━━━ MATERIAL TO PROCESS

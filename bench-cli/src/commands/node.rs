//! Run a single node.

use anyhow::{Context, Result};
use bench_node::{LifecycleController, RunSummary, TracingSink};
use bench_types::NodeIdentity;
use std::path::Path;

use super::{build_network, load_config, print_summary};
use crate::logging;

/// Run the node command.
///
/// The node joins an in-process network of its own, so it only ever sees
/// its own items; use `cluster` for a multi-node run.
pub fn run(
    identity: &str,
    log_file: &Path,
    interval_ms: u64,
    config_path: Option<&Path>,
    seed: Option<u64>,
) -> Result<RunSummary> {
    let identity = NodeIdentity::new(identity).context("Invalid node identity")?;
    let config = load_config(config_path, interval_ms, seed)?;
    logging::init(Some(log_file))?;

    let network = build_network(&config);
    let controller = LifecycleController::new(identity, config.experiment, TracingSink);
    let summary = controller
        .run_blocking(|| Ok(network.join()))
        .context("Node run failed")?;

    print_summary(&summary);
    Ok(summary)
}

━━━━━━

| PROBLEM TO WORK ON |
Search each line of the data above for "LifecycleController", and copy the lines where it occurs.

| SOLUTION |
use bench_node::{LifecycleController, RunSummary, TracingSink};
    let controller = LifecycleController::new(identity, config.experiment, TracingSink);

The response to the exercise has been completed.